Отношения с пчелами испортились совсем недавно, потому собирался он теперь на пасеку, как на войну. Надевал сорочку с длинным рукавом, застегивался на все пуговицы. Брюки заправлял в носки. Проверял защитную сетку на маске с той тщательностью, с какой аквалангист обследует оборудование перед погружением. Приобрел в хозяйственном длинные плотные резиновые перчатки и попросил жену тщательно приладить к ним лямки. Сатеник, памятуя о несговорчивом характере мужа, возражать не стала, только спросила, зачем ему это надо.
– Ты приладь, там видно будет! – отрезал Ованес. У него всегда портилось настроение, когда задавали несанкционированные вопросы.
– И-их, неуступчивый баран, – вздохнула Сатеник и пустила на лямки старое кухонное полотенце.
Ованес надевал перчатки загодя, на подступах к пасеке. Лямку с левой перчатки перекидывал на правое плечо, с правой – на левое. Получалась диковинная, но надежная конструкция: лямки перетягивали грудь и давили на шею, но спасали от внезапной потери перчатки.
– А вдруг она свалится, когда я в улей полезу? – объяснял Ованес Марлезону.
Марлезон водил ушами и одобрительно фыркал – в отличие от Сатеник, он понимал своего хозяина с полуслова.
Дополнительной защитой пришлось озаботиться после того, как пчела ужалила Ованеса в ухо. За сорок лет это был чуть ли не сотый случай, но в этот раз все пошло наперекосяк – ухо моментально вспухло футбольным мячом и подозрительно запульсировало. Следом принялась раздуваться шея.
Ованес выронил крышку улья и, пренебрегая мирно пасущимся невдалеке домашним транспортом, припустил к деревне. Марлезон помчался следом, возмущенно иа-иакая. Так и добрались до поликлиники – впереди распухший до размера камазной покрышки Ованес, следом – оскорбленный до глубины своей ослиной души Марлезон.
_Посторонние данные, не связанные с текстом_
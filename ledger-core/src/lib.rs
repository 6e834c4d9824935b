//! Tally Ledger Core
//!
//! Domain types and balance netting for the group-expense ledger.
//!
//! # Architecture
//!
//! - **Minor units**: all money is `i64` minor units, never floating point
//! - **Per-currency netting**: currencies are never combined
//! - **Ports**: the ledger feed ([`LedgerSource`]) and settlement persistence
//!   ([`SettlementStore`]) are traits with in-memory implementations
//!
//! # Invariants
//!
//! - Zero sum: Σ balances == 0 for every (group, currency)
//! - Deterministic: same ordered facts → same balances
//! - Only completed settlements affect balances

#![forbid(unsafe_code)]
#![warn(
    missing_docs,
    rust_2018_idioms,
    missing_debug_implementations,
    clippy::all
)]

pub mod types;
pub mod expense;
pub mod balance;
pub mod record;
pub mod storage;
pub mod ledger;
pub mod error;

// Re-exports
pub use error::{Error, Result};
pub use types::{
    Currency, FriendWeight, GroupId, MinorUnits, SettlementId, SettlementSuggestion, UserId,
};
pub use expense::{Expense, ExpenseSplit, LedgerEntry, SplitMethod};
pub use balance::{BalanceCalculator, Balances};
pub use record::{CompletionMetadata, Settlement, SettlementStatus};
pub use storage::{CasOutcome, MemoryStore, SettlementStore};
pub use ledger::{LedgerSnapshot, LedgerSource, MemoryLedger};
//! Suggestion cache
//!
//! Memoizes computed suggestion sets per (group, currency, ledger fingerprint,
//! algorithm).
//!
//! # Architecture
//!
//! Each key maps to a shared `tokio::sync::OnceCell`. The first caller for a
//! key runs the computation inside `get_or_try_init`; concurrent callers for
//! the same key wait on the same cell and receive the same `Arc`. A cell is
//! only ever observed empty or fully populated.
//!
//! # Invariants
//!
//! - At most one in-flight computation per key
//! - Failed computations are not cached; the next caller retries
//! - Entries older than the TTL are recomputed on access and dropped by
//!   [`SuggestionCache::purge_expired`]
//! - Any ledger mutation changes the fingerprint, so stale entries are never
//!   served even before explicit invalidation drops them

use crate::algorithm::AlgorithmKind;
use crate::Result;
use chrono::{DateTime, Utc};
use dashmap::DashMap;
use ledger_core::{Currency, GroupId, SettlementSuggestion};
use serde::{Deserialize, Serialize};
use std::future::Future;
use std::sync::atomic::{AtomicBool, AtomicU64, Ordering};
use std::sync::{Arc, Weak};
use std::time::{Duration, Instant};
use tokio::sync::OnceCell;
use tokio::task::JoinHandle;
use tracing::debug;

/// Identifies the exact ledger state suggestions were computed from
#[derive(Debug, Clone, Copy, PartialEq, Eq, Hash, Serialize, Deserialize)]
pub struct LedgerFingerprint {
    /// Ledger version of (group, currency)
    pub ledger_version: u64,

    /// Balance-affecting settlement revision of (group, currency)
    pub settlement_revision: u64,
}

/// Cache key
#[derive(Debug, Clone, PartialEq, Eq, Hash)]
pub struct CacheKey {
    /// Group
    pub group_id: GroupId,
    /// Currency
    pub currency: Currency,
    /// Ledger state
    pub fingerprint: LedgerFingerprint,
    /// Requested algorithm
    pub algorithm: AlgorithmKind,
}

/// Cached suggestion set
#[derive(Debug, Clone, PartialEq, Serialize, Deserialize)]
pub struct CachedSuggestions {
    /// Ordered transactions
    pub transactions: Vec<SettlementSuggestion>,

    /// Algorithm that actually produced them (differs from the requested one
    /// after a fallback)
    pub algorithm: AlgorithmKind,

    /// When the computation finished
    pub generated_at: DateTime<Utc>,
}

#[derive(Debug)]
struct CacheEntry {
    value: Arc<CachedSuggestions>,
    inserted: Instant,
}

impl CacheEntry {
    fn is_expired(&self, ttl: Duration) -> bool {
        self.inserted.elapsed() >= ttl
    }
}

type Slot = Arc<OnceCell<CacheEntry>>;

/// Point-in-time cache counters
#[derive(Debug, Clone, Copy, Default, PartialEq, Eq, Serialize, Deserialize)]
pub struct CacheStats {
    /// Lookups served from a populated entry
    pub hits: u64,
    /// Lookups that ran the computation
    pub misses: u64,
    /// Entries dropped by invalidation
    pub invalidations: u64,
    /// Entries currently held
    pub entries: usize,
}

impl CacheStats {
    /// Hit rate in percent
    pub fn hit_rate(&self) -> f64 {
        let total = self.hits + self.misses;
        if total == 0 {
            0.0
        } else {
            (self.hits as f64) / (total as f64) * 100.0
        }
    }
}

/// Single-flight suggestion cache with TTL
#[derive(Debug)]
pub struct SuggestionCache {
    entries: DashMap<CacheKey, Slot>,
    ttl: Duration,
    hits: AtomicU64,
    misses: AtomicU64,
    invalidations: AtomicU64,
}

impl SuggestionCache {
    /// Create cache
    pub fn new(ttl: Duration) -> Self {
        Self {
            entries: DashMap::new(),
            ttl,
            hits: AtomicU64::new(0),
            misses: AtomicU64::new(0),
            invalidations: AtomicU64::new(0),
        }
    }

    /// Entry time-to-live
    pub fn ttl(&self) -> Duration {
        self.ttl
    }

    /// Return the cached value for `key`, or run `compute` to fill it
    ///
    /// The flag is `true` when the value was not computed by this call.
    pub async fn get_or_compute<F, Fut>(
        &self,
        key: CacheKey,
        compute: F,
    ) -> Result<(Arc<CachedSuggestions>, bool)>
    where
        F: FnOnce() -> Fut,
        Fut: Future<Output = Result<CachedSuggestions>>,
    {
        let slot = self.slot(&key);
        let computed = AtomicBool::new(false);
        let flag = &computed;

        let entry = slot
            .get_or_try_init(|| async move {
                flag.store(true, Ordering::Relaxed);
                let value = compute().await?;
                Ok::<_, crate::Error>(CacheEntry {
                    value: Arc::new(value),
                    inserted: Instant::now(),
                })
            })
            .await?;

        let hit = !computed.load(Ordering::Relaxed);
        if hit {
            self.hits.fetch_add(1, Ordering::Relaxed);
            debug!("Suggestion cache hit for {} {}", key.group_id, key.currency);
        } else {
            self.misses.fetch_add(1, Ordering::Relaxed);
            debug!("Suggestion cache miss for {} {}", key.group_id, key.currency);
        }

        Ok((entry.value.clone(), hit))
    }

    /// Populated, unexpired value for `key`
    pub fn peek(&self, key: &CacheKey) -> Option<Arc<CachedSuggestions>> {
        self.entries
            .get(key)
            .and_then(|slot| {
                slot.get()
                    .filter(|entry| !entry.is_expired(self.ttl))
                    .map(|entry| entry.value.clone())
            })
    }

    /// Drop every entry of (group, currency); returns the number dropped
    pub fn invalidate(&self, group_id: &GroupId, currency: Currency) -> usize {
        let mut dropped = 0usize;
        self.entries.retain(|key, _| {
            let stale = &key.group_id == group_id && key.currency == currency;
            if stale {
                dropped += 1;
            }
            !stale
        });

        if dropped > 0 {
            self.invalidations.fetch_add(dropped as u64, Ordering::Relaxed);
            debug!(
                "Invalidated {} suggestion entries for {} {}",
                dropped, group_id, currency
            );
        }
        dropped
    }

    /// Drop expired entries and abandoned empty slots; returns the number dropped
    pub fn purge_expired(&self) -> usize {
        let ttl = self.ttl;
        let mut purged = 0usize;
        self.entries.retain(|_, slot| {
            let keep = match slot.get() {
                Some(entry) => !entry.is_expired(ttl),
                // Empty and unshared: a failed computation nobody is retrying
                None => Arc::strong_count(slot) > 1,
            };
            if !keep {
                purged += 1;
            }
            keep
        });
        purged
    }

    /// Number of entries held
    pub fn len(&self) -> usize {
        self.entries.len()
    }

    /// Check if the cache holds nothing
    pub fn is_empty(&self) -> bool {
        self.entries.is_empty()
    }

    /// Drop everything
    pub fn clear(&self) {
        self.entries.clear();
    }

    /// Current counters
    pub fn stats(&self) -> CacheStats {
        CacheStats {
            hits: self.hits.load(Ordering::Relaxed),
            misses: self.misses.load(Ordering::Relaxed),
            invalidations: self.invalidations.load(Ordering::Relaxed),
            entries: self.entries.len(),
        }
    }

    /// Spawn a task that purges expired entries every `interval`
    ///
    /// The task holds a weak reference and exits once the cache is dropped.
    pub fn spawn_sweeper(self: &Arc<Self>, interval: Duration) -> JoinHandle<()> {
        let cache: Weak<Self> = Arc::downgrade(self);

        tokio::spawn(async move {
            let mut ticker = tokio::time::interval(interval);
            // First tick completes immediately
            ticker.tick().await;

            loop {
                ticker.tick().await;
                let Some(cache) = cache.upgrade() else {
                    break;
                };
                let purged = cache.purge_expired();
                if purged > 0 {
                    debug!("Swept {} expired suggestion entries", purged);
                }
            }
        })
    }

    fn slot(&self, key: &CacheKey) -> Slot {
        let mut slot = self
            .entries
            .entry(key.clone())
            .or_insert_with(|| Arc::new(OnceCell::new()));

        if slot.get().map_or(false, |entry| entry.is_expired(self.ttl)) {
            *slot = Arc::new(OnceCell::new());
        }
        slot.clone()
    }
}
– Наконец-то ты оправдываешь прозвище своего рода, – хохотнул дежурный врач, ставя спасительный укол.
Ованес хотел было огрызнуться, но не смог – вздувшиеся губы не шевелились. Он недовольно замычал, давая понять бесцеремонному доктору, что тот выбрал не самое подходящее время для шуток. Тот замахал руками и примирительно улыбнулся.
Род Бочканц унаследовал прозвище от Шмавона, который был таким толстым, что все его называли бочкой. Ованес застал последние годы жизни прапрадеда – тот целыми днями лежал на тахте – большой, неповоротливый – и одышливо матерился в потолок.